With that she dismissed John Callender, senior vice president of the Ohio Hospital Association, and adjourned the bipartisan, bi-cameral committee. Callender had a challenging task responding to a wide range of findings presented by a representative of the Minnesota attorney general's office, an Ohio University professor and a representative of SEIU District 1199, a union representing a range of health care workers.
 

SEIU unveiled a new study of Ohio nonprofit hospitals' charitable care Thursday. Entitled "Crossing the Line," that report found that the estimated value of Ohio hospitals' tax benefits were $898 million while the amount spent on uncompensated care for the uninsured totaled $219 million in 2003.
 

As noted by Scott Courtney, SEIU executive vice president, "The charity care provide by Ohio's nonprofit hospitals equals only 1.4 percent of their total expenditures. This is no more generous than the charity care provided by for-profit hospitals [which] devote an average 1.5 percent of their expenditures to charity care, and they pay taxes."
Lori Swanson, solicitor general in the Minnesota attorney general's office, detailed worldwide junkets, expensive perks including masseuses in the boardroom, and exorbitant salaries -- findings they uncovered in compliance audits of three nonprofit hospitals in that state.

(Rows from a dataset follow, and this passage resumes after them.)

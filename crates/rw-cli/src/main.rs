//! mcreweight CLI

use anyhow::Result;
use clap::{Parser, Subcommand};
use rw_inference::weights::WeightCalculator;
use serde::Deserialize;
use std::path::{Path, PathBuf};

mod run;

#[derive(Parser)]
#[command(name = "mcreweight")]
#[command(about = "mcreweight - classifier-based multivariate MC reweighting")]
#[command(version)]
struct Cli {
    /// Log verbosity level (trace, debug, info, warn, error)
    #[arg(long, global = true, default_value = "warn")]
    log_level: tracing::Level,

    #[command(subcommand)]
    command: Commands,
}

#[derive(Subcommand)]
enum Commands {
    /// Generate, train, reweight, and write weights plus diagnostics artifacts
    Run {
        /// Run config (YAML, or JSON by extension)
        #[arg(short, long)]
        config: PathBuf,

        /// Output directory (`weights.json`, `artifacts/reweight.json`)
        #[arg(long)]
        out_dir: PathBuf,

        /// Zero timestamps so repeated runs produce identical files.
        #[arg(long)]
        deterministic: bool,

        /// Threads (0 = auto). Overrides the config value.
        #[arg(long)]
        threads: Option<usize>,
    },

    /// Write the configured toy data/MC samples as JSON
    Generate {
        /// Run config (YAML, or JSON by extension); only `toy` is used
        #[arg(short, long)]
        config: PathBuf,

        /// Output file (pretty JSON). Defaults to stdout.
        #[arg(short, long)]
        output: Option<PathBuf>,
    },

    /// Convert classifier probabilities `P(MC | x)` into odds weights
    Weights {
        /// JSON array of probabilities, or `{"probabilities": [...]}`
        #[arg(short, long)]
        input: PathBuf,

        /// Clamp probabilities to `[eps, 1 - eps]` first
        #[arg(long)]
        clip_epsilon: Option<f64>,

        /// Output file (pretty JSON). Defaults to stdout.
        #[arg(short, long)]
        output: Option<PathBuf>,
    },

    /// Print version information
    Version,
}

fn main() -> Result<()> {
    let cli = Cli::parse();

    tracing_subscriber::fmt().with_max_level(cli.log_level).with_target(false).init();

    match cli.command {
        Commands::Run { config, out_dir, deterministic, threads } => {
            cmd_run(&config, &out_dir, deterministic, threads)
        }
        Commands::Generate { config, output } => cmd_generate(&config, output.as_ref()),
        Commands::Weights { input, clip_epsilon, output } => {
            cmd_weights(&input, clip_epsilon, output.as_ref())
        }
        Commands::Version => {
            println!("mcreweight {}", rw_core::VERSION);
            Ok(())
        }
    }
}

fn setup_threads(threads: usize) {
    if threads > 0 {
        // Best-effort; if a global pool already exists, keep going.
        let _ = rayon::ThreadPoolBuilder::new().num_threads(threads).build_global();
    }
}

fn cmd_run(config: &Path, out_dir: &Path, deterministic: bool, threads: Option<usize>) -> Result<()> {
    tracing::info!(path = %config.display(), "loading run config");
    let mut cfg = run::read_run_config(config)?;
    if let Some(t) = threads {
        cfg.threads = t;
    }
    cfg.deterministic |= deterministic;
    setup_threads(cfg.threads);

    let config_dir = config.parent().unwrap_or_else(|| Path::new("."));
    let summary = run::run(&cfg, config_dir, out_dir)?;
    write_json(None, summary)
}

fn cmd_generate(config: &Path, output: Option<&PathBuf>) -> Result<()> {
    let cfg = run::read_run_config(config)?;
    let samples = rw_inference::toys::generate(&cfg.pipeline.toy)?;
    tracing::info!(n_data = samples.data.len(), n_mc = samples.mc.len(), "toy samples generated");
    write_json(output, serde_json::to_value(&samples)?)
}

#[derive(Debug, Deserialize)]
#[serde(untagged)]
enum ProbabilitiesInput {
    Bare(Vec<f64>),
    Wrapped { probabilities: Vec<f64> },
}

fn cmd_weights(input: &Path, clip_epsilon: Option<f64>, output: Option<&PathBuf>) -> Result<()> {
    let json = std::fs::read_to_string(input)?;
    let probabilities = match serde_json::from_str::<ProbabilitiesInput>(&json)? {
        ProbabilitiesInput::Bare(p) => p,
        ProbabilitiesInput::Wrapped { probabilities } => probabilities,
    };

    let calc = match clip_epsilon {
        Some(eps) => WeightCalculator::new().with_clip(eps)?,
        None => WeightCalculator::new(),
    };
    let odds: Vec<f64> = probabilities.iter().map(|&y| calc.weight(y)).collect::<rw_core::Result<_>>()?;
    let mc_weights = calc.mc_weights(&probabilities)?;
    let n_non_finite = odds.iter().chain(&mc_weights).filter(|w| !w.is_finite()).count();
    if n_non_finite > 0 {
        tracing::warn!(n_non_finite, "infinite weights are written as null");
    }

    write_json(
        output,
        serde_json::json!({
            "clip_epsilon": clip_epsilon,
            "weights": odds,
            "mc_weights": mc_weights,
        }),
    )
}

fn write_json(output: Option<&PathBuf>, value: serde_json::Value) -> Result<()> {
    if let Some(path) = output {
        std::fs::write(path, serde_json::to_string_pretty(&value)?)?;
    } else {
        println!("{}", serde_json::to_string_pretty(&value)?);
    }
    Ok(())
}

She said they also found aggressive debt collection practices and salary garnishments.
 

According to Swanson, the outgrowth of their efforts has been the development of a fair pricing and bill collections practice agreement which approximately 60 percent of their hospitals have voluntarily agreed to follow.
 

Another approach to these concerns was outlined by Zach Schiller of Policy Matters Ohio who described how hospitals in other communities around the country make payments in lieu of [property] taxes (PILOTS) to help offset the loss of local taxes. "The Cleveland Clinic Health System and University Hospitals Health System would pay another $17 million in annual taxes to the city of Cleveland if all of their property were taxable."
 

Also testifying was Ohio University Professor Deborah Thorne, one of the authors of the recent Harvard study "Illness and Injury as Contributors to Bankruptcy," which found that medical bills contribute to roughly half of all personal bankruptcies. "The U.S. Bankruptcy Court reported that in 2004, 88,400 Ohio residents filed for non-business bankruptcy. Extrapolating from our findings, this would suggest that over 44,000 Ohioans filed medical bankruptcies last year ... The out-of-pocket costs for these bankrupt folks averaged a whopping $13,400!"